Wednesday, January 4, 2012

Away From The Tepee.

Tonight Brett and I sat across from each other at my favorite burger joint (read: any burger joint,) and ended up on the topic of my blog. After we had discussed the general quality of meat in Berkeley, the homeless epidemic, what charities we would donate to the upcoming year, and my fear of balding...it only seemed natural to end up on my blog and what to do with it going forward. I told him that it had been harder to write recently. We have been going through a really, really rough time and trying to put a positive spin on it was proving to be daunting. And, sometimes, you can't take a piece of crap and paint it pink and throw glitter on it...and not have people see that it is still a piece of crap.

Not saying our union is a piece of crap. But the situation sometimes is.

I feel like when I committed to this experiment, I really wanted to be authentic the whole way through. I wanted to document the lows: (me living on my couch in the dark covered in cheese dust the whole first month,) and the highs: (making friends, changing light bulbs without injury, learning to take showers without planning escape routes in case of burglary.) I did it for a while...and then things got real. And hard. And sharp and unnatural and scary. And I chose not to share all of that with the world and my 17 readers mainly made up of Brett's family. So, I blogged about my Mom and my problem with public urination.
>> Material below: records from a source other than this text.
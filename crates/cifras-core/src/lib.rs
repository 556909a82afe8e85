//! Core types and trait definitions for the Cifras analytical backend.
//!
//! This crate is deliberately free of HTTP and database dependencies. It holds
//! the catalog entities, the observation primitives, the synthetic product id
//! codec, and the [`store::SeriesStore`] abstraction every other crate builds
//! on.

// We intentionally use native `async fn` in traits (stabilised in Rust 1.75).
// Suppress the advisory lint about `Send` bounds on the returned futures.
#![allow(async_fn_in_trait)]

pub mod catalog;
pub mod error;
pub mod series;
pub mod store;
pub mod table;

pub use error::{Error, Result};
//! Derived-series engines for the Cifras backend.
//!
//! Every engine is a set of async functions over a [`reader::Reader`], which
//! wraps any [`cifras_core::store::SeriesStore`] and converts its errors into
//! [`cifras_core::Error`]. Engines are pure functions of the observations they
//! read at request time; the only per-request state is the reference-series
//! cache inside [`dcp::DcpEngine`].
//!
//! Variation semantics differ by domain and are kept explicit:
//! prices, FX, CPI and implicit inflation use relative percent change
//! ([`index::variation_percent`]); yield curves and policy rates use signed
//! differences in percentage points ([`index::pp_change`]).

pub mod config;
pub mod dcp;
pub mod dollar_inflation;
pub mod fx;
pub mod implicit;
pub mod index;
pub mod monthly;
pub mod omit;
pub mod policy;
pub mod prices;
pub mod reader;
pub mod tenders;
pub mod ticker;
pub mod tidy;
pub mod yield_curve;

pub use config::AnalyticsConfig;
pub use omit::{OmitReason, Omitted};
pub use reader::Reader;

#[cfg(test)]
mod scenarios;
Which was totally helpful.

Brett agreed tonight that it wasn't exactly wise to air our dirty laundry out on the Internet, but he encouraged my authenticity. "Sometimes...this is really hard." He told me. "But you owe it to yourself to put that out there. Someone always has it harder than you...and people need to know that it is ok...it is ok to go through a rough time...and not always know the answer. We don't always know what we're doing. And that is ok."

So we talked about the rough stuff. And then we went to the bar next door and ordered 4 different scotches and tried to sound fancy as we broke them down. ("This one is especially oaky...and burn-y. Like, my lungs are on fire. Ok, and now my stomach. Oh...yum?") And we listened to a jazz band and came home and had an intimate moment. And the intimate moment went like this:

Me: "OH MY GOD. FINALLY. I WAS ABOUT TO KILL MYSELF."
Brett: " You got your period? Good. Because it has been really fun living with you."
Me: (probably a little sarcastic.) "You're a stud. I love you."
Brett: "Do you know in ancient Native American tradition..."
Me: "Brett."
Brett: "They thought periods meant the women were possessed with evil spirits...?"
Me: "Brett."
Brett: "And they would banish the women...?"
Me: Brett.
Brett: "And make them sit in a hole for a week or something...?"
Me: "Brett."
Brett: "....."
(whispered a moment later to himself:)
Brett: "I just really feel like they were on to something."

Perhaps they were. But since Berkeley is running shockingly low on period ditches, I will have to remain here...with him...for the time being. But I dug my ditch away from our tribe in a different way. I let him fall asleep in the tiny twin bed first, so I can crawl in later and not disturb him so he has the best possible head start on sleep. And I offered to take the couch shift at 1 am when we become tired of pushing one another on the floor in a sleepy battle for space.

Maybe we have some adjustments to make during this new phase of life, and maybe we don't always have the answers or know exactly how to proceed. Maybe it is easier to drink scotch and listen to jazz and tell stories from our dating days. Maybe...in a way...it is digging a ditch away from the tepee...but it works for us right now and it makes us feel secure and safe and it helps us remember who we are.

And maybe who we want to be.

Which for me, right now, is not an ovulating woman.